O vampiro deslizou pela janela com graciosidade, em um salto calculado atravessou os três metros que o separavam do chão e aterrissou com suavidade. A imundice da cidade o golpeou com força , tomando de assalto suas narinas e fazendo com que o aristocrata desejasse não possuir o olfato tão aguçado. Ele observou o feudo vagarosamente, e usando uma velha técnica que seus irmãos de armas chamavam de “contar os corpos”, ele mentalizou o número de casas, distinguiu aromas e calculou quanto tempo conseguiria se manter no pequeno vilarejo.
Infelizmente, não era muito tempo. Quatro meses, no máximo. Depois disso ele teria que abandonar seu pequeno anjo aos caprichos do destino.

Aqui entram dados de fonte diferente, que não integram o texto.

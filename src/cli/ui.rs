//! Terminal output for the command handlers

use anyhow::Result;
use colored::*;
use compute_cli::api::{LogSink, ProgressEvent, ProgressSink};

/// Prints progress events to stdout and mirrors them to the log
pub struct ConsoleSink {
    log: LogSink,
}

impl ConsoleSink {
    pub fn new(task_id: impl Into<String>) -> Self {
        Self {
            log: LogSink::new(task_id),
        }
    }

    pub fn correlation_id(&self) -> &str {
        self.log.correlation_id()
    }
}

impl ProgressSink for ConsoleSink {
    fn emit(&mut self, event: ProgressEvent) {
        match &event {
            ProgressEvent::StageStarted {
                stage_number,
                num_stages,
                stage_name,
                num_steps,
                step_number,
                ..
            } => {
                println!(
                    "{} {}",
                    format!("[stage {}/{}]", stage_number, num_stages).cyan().bold(),
                    stage_name.bold()
                );
                println!("  step {}/{}", step_number, num_steps);
            }
            ProgressEvent::StepAdvanced {
                step_number,
                num_steps,
                ..
            } => {
                println!("  step {}/{}", step_number, num_steps);
            }
            ProgressEvent::StageFinished { stage_number } => {
                println!("  {} stage {}", "✓".green(), stage_number);
            }
            ProgressEvent::Completed => {
                println!("{}", "Task finished".green().bold());
            }
        }
        self.log.emit(event);
    }
}

pub fn prompt_password(username: &str) -> Result<String> {
    let password = rpassword::prompt_password(format!("Password for {}: ", username))?;
    Ok(password)
}

pub fn success(message: &str) {
    println!("{} {}", "✓".green(), message);
}

pub fn failure(message: &str) {
    eprintln!("{} {}", "✗".red(), message.red());
}
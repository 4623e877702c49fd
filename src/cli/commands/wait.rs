use super::Services;
use crate::cli::ui;
use anyhow::Result;
use clap::Args;
use compute_cli::api::{ComputationState, ComputationWaiter};
use std::process::ExitCode;
use std::time::Duration;

#[derive(Args)]
pub struct WaitArgs {
    /// Computation to wait for
    pub computation_id: String,
    /// Delay between status polls, in milliseconds
    #[arg(long)]
    pub interval_ms: Option<u64>,
    /// Give up after this many seconds
    #[arg(long)]
    pub timeout_secs: Option<u64>,
}

pub async fn wait_command(args: WaitArgs, services: &Services) -> Result<ExitCode> {
    let mut budget = services.polling.wait;
    if let Some(interval_ms) = args.interval_ms {
        budget.poll_interval = Duration::from_millis(interval_ms);
    }
    if let Some(timeout_secs) = args.timeout_secs {
        budget.max_total_wait = Duration::from_secs(timeout_secs);
    }

    let waiter = ComputationWaiter::new(services.client.clone());
    match waiter.wait(&args.computation_id, budget).await {
        Ok(status) if status.state == ComputationState::Succeeded => {
            ui::success(&format!("Computation {} succeeded", args.computation_id));
            if let Some(result_ref) = status.result_ref {
                println!("  result: {}", result_ref);
            }
            Ok(ExitCode::SUCCESS)
        }
        Ok(status) => {
            ui::failure(&format!(
                "Computation {} {}",
                args.computation_id, status.state
            ));
            Ok(ExitCode::FAILURE)
        }
        Err(e) if e.is_timeout() => {
            ui::failure(&e.to_string());
            Ok(ExitCode::from(124))
        }
        Err(e) => {
            ui::failure(&format!("Waiting on {} failed: {}", args.computation_id, e));
            Ok(ExitCode::FAILURE)
        }
    }
}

O vampiro afastou o pensamento agourento concentrando-se em seu objetivo imediato. Apesar de sempre sonhar com o dia em que voltaria a fazer jorrar vitae de almas condenadas, ele sabia que neste momento não era apropriado. Ele via pouco mais do que trinta casas acabadas e tomadas por um tapete branco e opressor. Seriam os germânicos tão avessos ao pai inverno?
Não havia uma única pessoa fora de casa, nenhuma vela acesa, até mesmo os lobos agora desfrutavam do sono comatoso que só o frio do norte pode trazer.
Fazia muito tempo que o vampiro não caminhava livremente por um vilarejo. Era uma sensação desesperadora, especialmente para ele, acostumado a ser o centro das atenções sempre que deixava a máscara cair.
A máscara. As vezes ele esquecia disso, e pessoas tinham que morrer. Esta era a lei desde os tempos de seus avós – silêncio ou morte final.
E este era o maior perigo. Se algum de seus irmãos de danação considerasse o plano dele ofensivo, ele facilmente seria condenado a prestigiar o nascer do sol. Sim, seu amor pela garota era perigoso e blasfemo em mais de uma maneira – e este risco tornava o esperança de triunfo ainda mais entorpecente.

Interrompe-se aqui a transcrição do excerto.